(Beginning of INPUT DATA)

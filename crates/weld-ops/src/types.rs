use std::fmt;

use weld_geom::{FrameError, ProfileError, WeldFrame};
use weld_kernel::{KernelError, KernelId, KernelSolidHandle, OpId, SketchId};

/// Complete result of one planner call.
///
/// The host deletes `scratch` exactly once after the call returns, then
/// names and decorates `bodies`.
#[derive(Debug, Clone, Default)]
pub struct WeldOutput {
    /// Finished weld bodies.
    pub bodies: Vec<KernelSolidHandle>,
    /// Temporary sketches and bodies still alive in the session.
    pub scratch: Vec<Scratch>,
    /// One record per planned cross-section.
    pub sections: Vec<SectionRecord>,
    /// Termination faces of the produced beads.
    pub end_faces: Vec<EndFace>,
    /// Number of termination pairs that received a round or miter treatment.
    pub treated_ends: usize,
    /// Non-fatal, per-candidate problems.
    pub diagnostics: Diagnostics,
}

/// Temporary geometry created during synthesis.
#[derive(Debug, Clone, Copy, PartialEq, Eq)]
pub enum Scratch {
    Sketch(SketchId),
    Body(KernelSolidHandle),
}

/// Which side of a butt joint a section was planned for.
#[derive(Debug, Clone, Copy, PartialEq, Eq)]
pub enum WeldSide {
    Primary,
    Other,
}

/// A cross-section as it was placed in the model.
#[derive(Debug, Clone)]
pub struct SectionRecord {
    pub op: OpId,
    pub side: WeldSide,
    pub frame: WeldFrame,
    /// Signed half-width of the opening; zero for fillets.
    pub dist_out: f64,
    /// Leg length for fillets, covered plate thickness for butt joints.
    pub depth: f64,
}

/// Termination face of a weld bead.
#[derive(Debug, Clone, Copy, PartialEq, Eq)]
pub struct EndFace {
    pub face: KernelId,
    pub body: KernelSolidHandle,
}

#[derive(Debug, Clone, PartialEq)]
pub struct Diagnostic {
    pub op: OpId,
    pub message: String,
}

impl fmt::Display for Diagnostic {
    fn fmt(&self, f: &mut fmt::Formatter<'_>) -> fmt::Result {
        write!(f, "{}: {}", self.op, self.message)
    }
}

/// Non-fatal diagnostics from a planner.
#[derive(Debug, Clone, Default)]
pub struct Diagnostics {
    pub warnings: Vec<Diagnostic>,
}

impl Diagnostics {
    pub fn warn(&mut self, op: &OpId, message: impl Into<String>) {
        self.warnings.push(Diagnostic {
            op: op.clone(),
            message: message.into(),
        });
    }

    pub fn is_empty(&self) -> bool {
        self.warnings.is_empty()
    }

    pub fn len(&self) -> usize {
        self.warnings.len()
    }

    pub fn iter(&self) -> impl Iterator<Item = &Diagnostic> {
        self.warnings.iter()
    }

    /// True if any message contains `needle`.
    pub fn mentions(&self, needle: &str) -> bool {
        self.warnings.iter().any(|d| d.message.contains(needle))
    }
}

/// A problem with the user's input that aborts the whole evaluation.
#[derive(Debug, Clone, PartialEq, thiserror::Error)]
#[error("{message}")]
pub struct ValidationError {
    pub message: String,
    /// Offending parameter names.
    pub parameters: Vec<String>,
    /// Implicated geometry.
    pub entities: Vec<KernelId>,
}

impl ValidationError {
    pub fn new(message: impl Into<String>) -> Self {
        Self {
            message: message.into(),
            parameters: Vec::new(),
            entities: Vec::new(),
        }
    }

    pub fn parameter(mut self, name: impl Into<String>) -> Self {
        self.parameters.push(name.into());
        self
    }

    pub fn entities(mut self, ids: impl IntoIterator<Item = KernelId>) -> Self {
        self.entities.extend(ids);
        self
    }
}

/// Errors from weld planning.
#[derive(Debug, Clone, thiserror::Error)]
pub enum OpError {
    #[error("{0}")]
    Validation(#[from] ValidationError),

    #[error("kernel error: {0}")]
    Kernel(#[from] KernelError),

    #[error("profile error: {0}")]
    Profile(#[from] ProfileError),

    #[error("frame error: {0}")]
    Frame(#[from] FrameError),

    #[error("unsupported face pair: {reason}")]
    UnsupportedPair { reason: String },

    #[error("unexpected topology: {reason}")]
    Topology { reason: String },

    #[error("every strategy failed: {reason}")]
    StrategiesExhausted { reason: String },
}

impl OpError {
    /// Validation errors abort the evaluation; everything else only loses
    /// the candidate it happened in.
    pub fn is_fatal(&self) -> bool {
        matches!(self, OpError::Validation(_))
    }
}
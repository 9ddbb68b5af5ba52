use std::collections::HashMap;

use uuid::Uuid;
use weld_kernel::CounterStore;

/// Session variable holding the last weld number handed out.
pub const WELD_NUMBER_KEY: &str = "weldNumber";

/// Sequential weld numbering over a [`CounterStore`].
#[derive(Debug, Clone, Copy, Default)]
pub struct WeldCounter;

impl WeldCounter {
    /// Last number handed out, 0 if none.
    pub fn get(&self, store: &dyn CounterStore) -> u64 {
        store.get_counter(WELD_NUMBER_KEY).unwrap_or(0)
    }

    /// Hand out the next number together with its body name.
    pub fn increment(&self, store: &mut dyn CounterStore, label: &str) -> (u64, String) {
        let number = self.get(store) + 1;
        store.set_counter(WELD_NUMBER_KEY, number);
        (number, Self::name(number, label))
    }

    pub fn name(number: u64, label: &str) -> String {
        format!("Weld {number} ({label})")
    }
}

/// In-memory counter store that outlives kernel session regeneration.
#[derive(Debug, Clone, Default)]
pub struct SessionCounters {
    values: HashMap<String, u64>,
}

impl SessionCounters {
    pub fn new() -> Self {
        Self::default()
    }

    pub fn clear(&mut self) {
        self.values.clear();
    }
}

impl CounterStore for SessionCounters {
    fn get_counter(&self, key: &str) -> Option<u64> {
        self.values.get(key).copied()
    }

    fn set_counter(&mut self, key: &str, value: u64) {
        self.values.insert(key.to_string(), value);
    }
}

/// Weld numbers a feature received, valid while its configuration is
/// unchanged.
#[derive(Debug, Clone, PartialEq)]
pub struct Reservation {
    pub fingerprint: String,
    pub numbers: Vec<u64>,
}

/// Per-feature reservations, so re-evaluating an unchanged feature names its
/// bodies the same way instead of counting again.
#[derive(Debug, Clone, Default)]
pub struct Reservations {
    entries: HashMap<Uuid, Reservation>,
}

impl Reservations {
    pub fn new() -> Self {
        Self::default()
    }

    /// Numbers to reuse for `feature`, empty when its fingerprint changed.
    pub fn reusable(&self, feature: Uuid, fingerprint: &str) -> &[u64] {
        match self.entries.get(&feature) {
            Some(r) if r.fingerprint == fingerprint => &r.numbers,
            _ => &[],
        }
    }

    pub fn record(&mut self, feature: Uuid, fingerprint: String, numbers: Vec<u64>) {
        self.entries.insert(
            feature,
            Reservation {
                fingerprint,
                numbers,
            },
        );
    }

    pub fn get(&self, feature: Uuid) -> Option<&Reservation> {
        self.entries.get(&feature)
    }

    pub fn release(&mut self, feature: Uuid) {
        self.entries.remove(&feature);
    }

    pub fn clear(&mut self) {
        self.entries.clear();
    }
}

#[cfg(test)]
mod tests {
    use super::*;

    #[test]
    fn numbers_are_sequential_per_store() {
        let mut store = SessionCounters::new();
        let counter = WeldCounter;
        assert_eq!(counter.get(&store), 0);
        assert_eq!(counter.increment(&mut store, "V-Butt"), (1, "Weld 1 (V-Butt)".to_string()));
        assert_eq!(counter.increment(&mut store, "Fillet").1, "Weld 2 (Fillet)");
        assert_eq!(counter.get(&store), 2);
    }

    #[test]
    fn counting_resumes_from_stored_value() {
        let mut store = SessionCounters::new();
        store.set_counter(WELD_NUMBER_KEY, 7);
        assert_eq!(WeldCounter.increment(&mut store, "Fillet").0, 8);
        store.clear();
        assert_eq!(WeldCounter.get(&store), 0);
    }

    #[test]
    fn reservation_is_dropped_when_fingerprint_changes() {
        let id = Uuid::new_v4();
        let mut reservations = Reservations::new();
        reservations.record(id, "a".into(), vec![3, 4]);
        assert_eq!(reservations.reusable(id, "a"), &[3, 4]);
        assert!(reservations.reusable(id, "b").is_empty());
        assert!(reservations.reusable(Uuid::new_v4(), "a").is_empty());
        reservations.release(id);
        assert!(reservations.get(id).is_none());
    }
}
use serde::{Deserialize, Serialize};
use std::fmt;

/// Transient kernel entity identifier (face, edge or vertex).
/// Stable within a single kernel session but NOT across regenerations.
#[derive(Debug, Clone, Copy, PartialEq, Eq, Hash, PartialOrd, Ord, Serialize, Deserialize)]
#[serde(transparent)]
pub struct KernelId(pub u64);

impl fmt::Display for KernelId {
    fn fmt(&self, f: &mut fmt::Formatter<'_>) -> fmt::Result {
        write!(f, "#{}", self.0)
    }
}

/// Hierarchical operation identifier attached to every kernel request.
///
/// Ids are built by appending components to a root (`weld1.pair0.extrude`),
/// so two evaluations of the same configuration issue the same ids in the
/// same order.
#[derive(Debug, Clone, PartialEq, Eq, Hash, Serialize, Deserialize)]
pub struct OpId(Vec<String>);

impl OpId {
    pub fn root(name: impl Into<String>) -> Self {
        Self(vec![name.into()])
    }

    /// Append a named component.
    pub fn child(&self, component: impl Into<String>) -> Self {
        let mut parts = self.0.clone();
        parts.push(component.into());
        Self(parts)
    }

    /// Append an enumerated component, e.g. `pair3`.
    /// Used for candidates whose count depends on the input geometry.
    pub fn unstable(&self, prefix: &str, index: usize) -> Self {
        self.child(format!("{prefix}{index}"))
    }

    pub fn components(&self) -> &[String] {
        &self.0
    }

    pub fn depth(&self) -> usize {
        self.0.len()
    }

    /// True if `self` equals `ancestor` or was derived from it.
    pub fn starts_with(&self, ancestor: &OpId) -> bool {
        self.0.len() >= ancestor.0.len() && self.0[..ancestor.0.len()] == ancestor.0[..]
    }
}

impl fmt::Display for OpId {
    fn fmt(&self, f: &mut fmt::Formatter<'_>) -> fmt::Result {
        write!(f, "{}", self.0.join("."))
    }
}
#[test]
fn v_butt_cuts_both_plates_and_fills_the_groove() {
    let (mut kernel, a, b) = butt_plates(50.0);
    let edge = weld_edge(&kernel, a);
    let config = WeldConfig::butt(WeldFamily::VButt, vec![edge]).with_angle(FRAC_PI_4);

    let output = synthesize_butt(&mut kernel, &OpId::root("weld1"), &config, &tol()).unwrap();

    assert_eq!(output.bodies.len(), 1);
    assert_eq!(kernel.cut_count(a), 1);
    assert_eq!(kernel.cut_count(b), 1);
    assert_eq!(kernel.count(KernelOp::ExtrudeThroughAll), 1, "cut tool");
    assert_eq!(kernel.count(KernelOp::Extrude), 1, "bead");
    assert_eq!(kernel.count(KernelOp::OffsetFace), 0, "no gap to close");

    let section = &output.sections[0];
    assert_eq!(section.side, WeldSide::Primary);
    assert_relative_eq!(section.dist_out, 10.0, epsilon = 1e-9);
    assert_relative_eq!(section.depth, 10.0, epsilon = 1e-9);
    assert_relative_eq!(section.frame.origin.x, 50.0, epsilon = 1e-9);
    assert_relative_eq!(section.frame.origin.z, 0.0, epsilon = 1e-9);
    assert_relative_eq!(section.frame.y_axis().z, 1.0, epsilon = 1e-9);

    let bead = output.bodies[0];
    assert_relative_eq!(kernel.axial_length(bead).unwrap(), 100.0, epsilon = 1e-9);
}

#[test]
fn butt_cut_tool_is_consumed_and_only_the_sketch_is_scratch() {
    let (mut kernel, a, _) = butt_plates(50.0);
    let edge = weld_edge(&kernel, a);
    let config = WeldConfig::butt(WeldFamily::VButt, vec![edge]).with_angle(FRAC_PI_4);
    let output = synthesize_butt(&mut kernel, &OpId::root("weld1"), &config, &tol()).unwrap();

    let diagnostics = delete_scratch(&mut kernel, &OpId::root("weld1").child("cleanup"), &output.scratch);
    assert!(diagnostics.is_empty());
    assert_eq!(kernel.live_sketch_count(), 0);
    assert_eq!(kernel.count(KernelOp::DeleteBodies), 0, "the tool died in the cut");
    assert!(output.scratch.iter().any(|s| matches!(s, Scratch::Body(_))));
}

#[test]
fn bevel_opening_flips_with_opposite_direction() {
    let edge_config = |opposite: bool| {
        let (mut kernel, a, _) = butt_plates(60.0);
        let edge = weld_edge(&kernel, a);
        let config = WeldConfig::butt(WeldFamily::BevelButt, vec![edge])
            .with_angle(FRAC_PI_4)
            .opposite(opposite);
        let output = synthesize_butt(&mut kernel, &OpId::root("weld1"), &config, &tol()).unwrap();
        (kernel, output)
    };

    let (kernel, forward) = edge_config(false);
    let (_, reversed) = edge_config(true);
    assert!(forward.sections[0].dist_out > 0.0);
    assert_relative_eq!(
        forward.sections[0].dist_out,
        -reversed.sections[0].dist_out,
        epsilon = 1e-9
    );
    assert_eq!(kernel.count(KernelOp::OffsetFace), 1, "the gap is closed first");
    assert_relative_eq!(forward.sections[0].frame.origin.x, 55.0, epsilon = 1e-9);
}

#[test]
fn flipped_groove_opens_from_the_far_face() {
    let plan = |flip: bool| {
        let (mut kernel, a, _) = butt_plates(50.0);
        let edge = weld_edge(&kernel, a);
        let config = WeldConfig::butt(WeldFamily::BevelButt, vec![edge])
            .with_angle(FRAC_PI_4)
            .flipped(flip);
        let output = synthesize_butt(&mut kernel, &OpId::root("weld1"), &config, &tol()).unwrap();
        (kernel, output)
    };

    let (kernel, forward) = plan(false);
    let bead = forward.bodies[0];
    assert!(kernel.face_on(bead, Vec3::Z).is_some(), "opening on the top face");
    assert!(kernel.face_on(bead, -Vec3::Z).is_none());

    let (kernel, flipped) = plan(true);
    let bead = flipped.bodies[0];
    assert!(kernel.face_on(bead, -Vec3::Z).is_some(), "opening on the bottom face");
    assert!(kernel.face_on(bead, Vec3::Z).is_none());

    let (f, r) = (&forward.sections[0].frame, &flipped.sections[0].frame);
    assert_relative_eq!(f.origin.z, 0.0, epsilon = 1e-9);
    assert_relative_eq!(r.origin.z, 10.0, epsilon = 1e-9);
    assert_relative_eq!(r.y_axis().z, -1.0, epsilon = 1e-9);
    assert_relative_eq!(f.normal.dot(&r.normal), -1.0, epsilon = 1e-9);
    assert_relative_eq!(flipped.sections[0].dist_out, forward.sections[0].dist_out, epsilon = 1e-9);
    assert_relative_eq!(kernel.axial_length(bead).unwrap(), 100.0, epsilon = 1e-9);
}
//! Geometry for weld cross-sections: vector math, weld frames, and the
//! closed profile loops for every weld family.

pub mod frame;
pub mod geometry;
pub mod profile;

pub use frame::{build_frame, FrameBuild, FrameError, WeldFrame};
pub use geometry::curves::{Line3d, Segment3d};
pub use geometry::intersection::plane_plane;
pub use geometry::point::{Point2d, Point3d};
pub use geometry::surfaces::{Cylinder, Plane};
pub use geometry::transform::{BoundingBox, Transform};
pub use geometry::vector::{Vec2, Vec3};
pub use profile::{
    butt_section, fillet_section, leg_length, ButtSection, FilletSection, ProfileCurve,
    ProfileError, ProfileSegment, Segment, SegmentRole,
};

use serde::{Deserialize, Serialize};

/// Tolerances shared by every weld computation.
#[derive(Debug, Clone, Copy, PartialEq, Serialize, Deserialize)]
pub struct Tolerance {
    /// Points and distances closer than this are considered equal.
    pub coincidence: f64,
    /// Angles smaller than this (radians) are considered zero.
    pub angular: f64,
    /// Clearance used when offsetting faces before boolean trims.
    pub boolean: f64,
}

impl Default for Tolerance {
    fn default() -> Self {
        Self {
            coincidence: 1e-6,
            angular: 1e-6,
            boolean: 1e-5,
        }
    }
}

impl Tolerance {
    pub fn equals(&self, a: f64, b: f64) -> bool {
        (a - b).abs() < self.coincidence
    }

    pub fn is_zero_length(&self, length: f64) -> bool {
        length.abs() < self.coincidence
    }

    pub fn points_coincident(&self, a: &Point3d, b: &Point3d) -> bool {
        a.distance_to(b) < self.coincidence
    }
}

(End of INPUT DATA)

WORK ITEM
Give back, exactly as written, the stretch from the line with "pub mod geometry;" through the line with "every weld computation.", and no other lines from the records above.

SOLUTION FOR THIS TASK
pub mod geometry;
pub mod profile;

pub use frame::{build_frame, FrameBuild, FrameError, WeldFrame};
pub use geometry::curves::{Line3d, Segment3d};
pub use geometry::intersection::plane_plane;
pub use geometry::point::{Point2d, Point3d};
pub use geometry::surfaces::{Cylinder, Plane};
pub use geometry::transform::{BoundingBox, Transform};
pub use geometry::vector::{Vec2, Vec3};
pub use profile::{
    butt_section, fillet_section, leg_length, ButtSection, FilletSection, ProfileCurve,
    ProfileError, ProfileSegment, Segment, SegmentRole,
};

use serde::{Deserialize, Serialize};

/// Tolerances shared by every weld computation.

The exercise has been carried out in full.